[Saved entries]
//! Config file upgrades: add keys introduced after the file was written.

use super::Config;
use crate::errors::{AppError, AppResult};
use crate::ui::messages::{info, success};
use serde_yaml::{Mapping, Value};
use std::fs;
use std::path::Path;

fn read_mapping(path: &Path) -> AppResult<Mapping> {
    let content = fs::read_to_string(path).map_err(|_| AppError::ConfigLoad)?;
    match serde_yaml::from_str::<Value>(&content)? {
        Value::Mapping(map) => Ok(map),
        _ => Err(AppError::Config(format!(
            "{} is not a YAML mapping",
            path.display()
        ))),
    }
}

/// Keys present in a default config but missing from the mapping.
fn missing_keys(map: &Mapping) -> AppResult<Vec<(String, Value)>> {
    let defaults = match serde_yaml::to_value(Config::default())? {
        Value::Mapping(m) => m,
        _ => return Ok(Vec::new()),
    };

    Ok(defaults
        .into_iter()
        .filter(|(k, _)| !map.contains_key(k))
        .filter_map(|(k, v)| k.as_str().map(|s| (s.to_string(), v)))
        .collect())
}

/// List the keys missing from the config file at `path`.
pub fn check_missing_fields(path: &Path) -> AppResult<Vec<String>> {
    let map = read_mapping(path)?;
    Ok(missing_keys(&map)?.into_iter().map(|(k, _)| k).collect())
}

/// Write default values for every missing key back to `path`.
///
/// Existing values are never touched. Returns the keys that were added.
pub fn add_missing_fields(path: &Path) -> AppResult<Vec<String>> {
    let mut map = read_mapping(path)?;
    let missing = missing_keys(&map)?;

    if missing.is_empty() {
        info("Configuration already up to date.");
        return Ok(Vec::new());
    }

    let mut added = Vec::new();
    for (key, value) in missing {
        map.insert(Value::String(key.clone()), value);
        added.push(key);
    }

    let serialized = serde_yaml::to_string(&Value::Mapping(map))?;
    fs::write(path, serialized).map_err(|_| AppError::ConfigSave)?;

    success(format!("Added config fields: {}", added.join(", ")));
    Ok(added)
}
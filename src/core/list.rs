use crate::db::pool::DbPool;
use crate::db::{audit, streaks};
use crate::errors::AppResult;
use crate::models::{LogEntry, Streak};

/// Read-only queries; they never open a write transaction.
pub struct ListLogic;

impl ListLogic {
    pub fn streaks(pool: &DbPool) -> AppResult<Vec<Streak>> {
        streaks::list(&pool.conn)
    }

    /// Audit entries for one streak (live or deleted), or all of them.
    pub fn log(pool: &DbPool, streak_id: Option<i64>) -> AppResult<Vec<LogEntry>> {
        match streak_id {
            Some(id) => audit::list_for(&pool.conn, id),
            None => audit::list_all(&pool.conn),
        }
    }
}
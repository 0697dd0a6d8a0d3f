use crate::db::app_log;
use crate::db::db_utils::table_exists;
use crate::errors::{AppError, AppResult};
use crate::ui::messages::{success, warning};
use rusqlite::{Connection, OptionalExtension, Transaction, TransactionBehavior};

/// Ensure that the internal `app_log` table exists.
fn ensure_app_log_table(conn: &Connection) -> rusqlite::Result<()> {
    conn.execute_batch(
        r#"
        CREATE TABLE IF NOT EXISTS app_log (
            id        INTEGER PRIMARY KEY AUTOINCREMENT,
            date      TEXT NOT NULL,
            operation TEXT NOT NULL,
            target    TEXT DEFAULT '',
            message   TEXT NOT NULL
        );
        "#,
    )?;
    Ok(())
}

/// Create the `streaks` and `logs` tables with the current schema.
///
/// `logs.streak_id` has no foreign key: entries outlive their streak.
fn create_core_tables(conn: &Connection) -> rusqlite::Result<()> {
    conn.execute_batch(
        r#"
        CREATE TABLE IF NOT EXISTS streaks (
            id          INTEGER PRIMARY KEY AUTOINCREMENT,
            title       TEXT NOT NULL CHECK(trim(title) <> ''),
            start_date  TEXT NOT NULL,
            last_reset  TEXT NOT NULL
        );

        CREATE TABLE IF NOT EXISTS logs (
            id          INTEGER PRIMARY KEY AUTOINCREMENT,
            streak_id   INTEGER NOT NULL,
            action      TEXT NOT NULL CHECK(action IN ('create','reset','delete')),
            timestamp   TEXT NOT NULL,
            reason      TEXT NOT NULL DEFAULT ''
        );
        "#,
    )?;
    Ok(())
}

/// A schema change applied at most once, tracked in `app_log`.
struct Migration {
    version: &'static str,
    description: &'static str,
    sql: &'static str,
}

const MIGRATIONS: &[Migration] = &[
    Migration {
        version: "20251019_0001_logs_streak_index",
        description: "Index logs by streak",
        sql: r#"
            CREATE INDEX IF NOT EXISTS idx_logs_streak ON logs(streak_id, id);
        "#,
    },
    Migration {
        version: "20251019_0002_logs_append_only",
        description: "Reject UPDATE and DELETE on logs",
        sql: r#"
            CREATE TRIGGER IF NOT EXISTS logs_no_update
            BEFORE UPDATE ON logs
            BEGIN
                SELECT RAISE(ABORT, 'logs are append-only');
            END;

            CREATE TRIGGER IF NOT EXISTS logs_no_delete
            BEFORE DELETE ON logs
            BEGIN
                SELECT RAISE(ABORT, 'logs are append-only');
            END;
        "#,
    },
];

fn is_applied(conn: &Connection, version: &str) -> rusqlite::Result<bool> {
    let mut chk = conn.prepare(
        "SELECT 1 FROM app_log
         WHERE operation = 'migration_applied' AND target = ?1
         LIMIT 1",
    )?;
    Ok(chk.query_row([version], |_| Ok(())).optional()?.is_some())
}

/// Take the write lock up front so concurrent migrators queue on it.
fn immediate(conn: &Connection) -> rusqlite::Result<Transaction<'_>> {
    Transaction::new_unchecked(conn, TransactionBehavior::Immediate)
}

/// Apply one migration and its `app_log` marker atomically.
fn apply(conn: &Connection, m: &Migration) -> AppResult<()> {
    if is_applied(conn, m.version)? {
        return Ok(());
    }

    let tx = immediate(conn)?;
    // another process may have applied it while we waited for the lock
    if is_applied(&tx, m.version)? {
        return Ok(());
    }
    tx.execute_batch(m.sql)
        .map_err(|e| AppError::Migration(format!("{}: {}", m.version, e)))?;
    app_log::record(&tx, "migration_applied", m.version, m.description)?;
    tx.commit()?;

    success(format!("Migration applied: {} → {}", m.version, m.description));
    Ok(())
}

/// Fold the legacy `deletion_logs` table (delete-only history kept by
/// early versions) into `logs`, then drop it.
fn migrate_legacy_deletion_logs(conn: &Connection) -> AppResult<()> {
    if !table_exists(conn, "deletion_logs")? {
        return Ok(());
    }

    let tx = immediate(conn)?;
    if !table_exists(&tx, "deletion_logs")? {
        return Ok(());
    }

    warning("Legacy deletion_logs table detected, moving rows into logs...");

    let moved = tx.execute(
        "INSERT INTO logs (streak_id, action, timestamp, reason)
         SELECT streak_id, 'delete', deleted_at, COALESCE(reason, '')
         FROM deletion_logs
         ORDER BY deleted_at ASC",
        [],
    )?;
    tx.execute_batch("DROP TABLE deletion_logs;")?;
    app_log::record(
        &tx,
        "migration_applied",
        "legacy_deletion_logs",
        &format!("Moved {moved} legacy deletion rows into logs"),
    )?;
    tx.commit()?;

    success(format!("Moved {moved} legacy deletion entries into logs."));
    Ok(())
}

/// Public entry point: run all pending migrations.
///
/// Invoked by db::initialize::init_db(). Safe to call on every start.
pub fn run_pending_migrations(conn: &Connection) -> AppResult<()> {
    // 1) Internal log first (migration markers live there), then core tables
    let tx = immediate(conn)?;
    ensure_app_log_table(&tx)?;
    create_core_tables(&tx)?;
    tx.commit()?;

    // 2) Legacy data, before the append-only triggers exist
    migrate_legacy_deletion_logs(conn)?;

    // 3) Versioned changes
    for m in MIGRATIONS {
        apply(conn, m)?;
    }

    Ok(())
}

/// True when `streaks`, `logs` and every versioned migration are in place.
pub fn is_up_to_date(conn: &Connection) -> AppResult<bool> {
    for table in ["app_log", "streaks", "logs"] {
        if !table_exists(conn, table)? {
            return Ok(false);
        }
    }
    for m in MIGRATIONS {
        if !is_applied(conn, m.version)? {
            return Ok(false);
        }
    }
    Ok(true)
}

• Problem: You are asked to count the lines of the records above in which the word "description" occurs, and to give only that number.

• Answer area: 5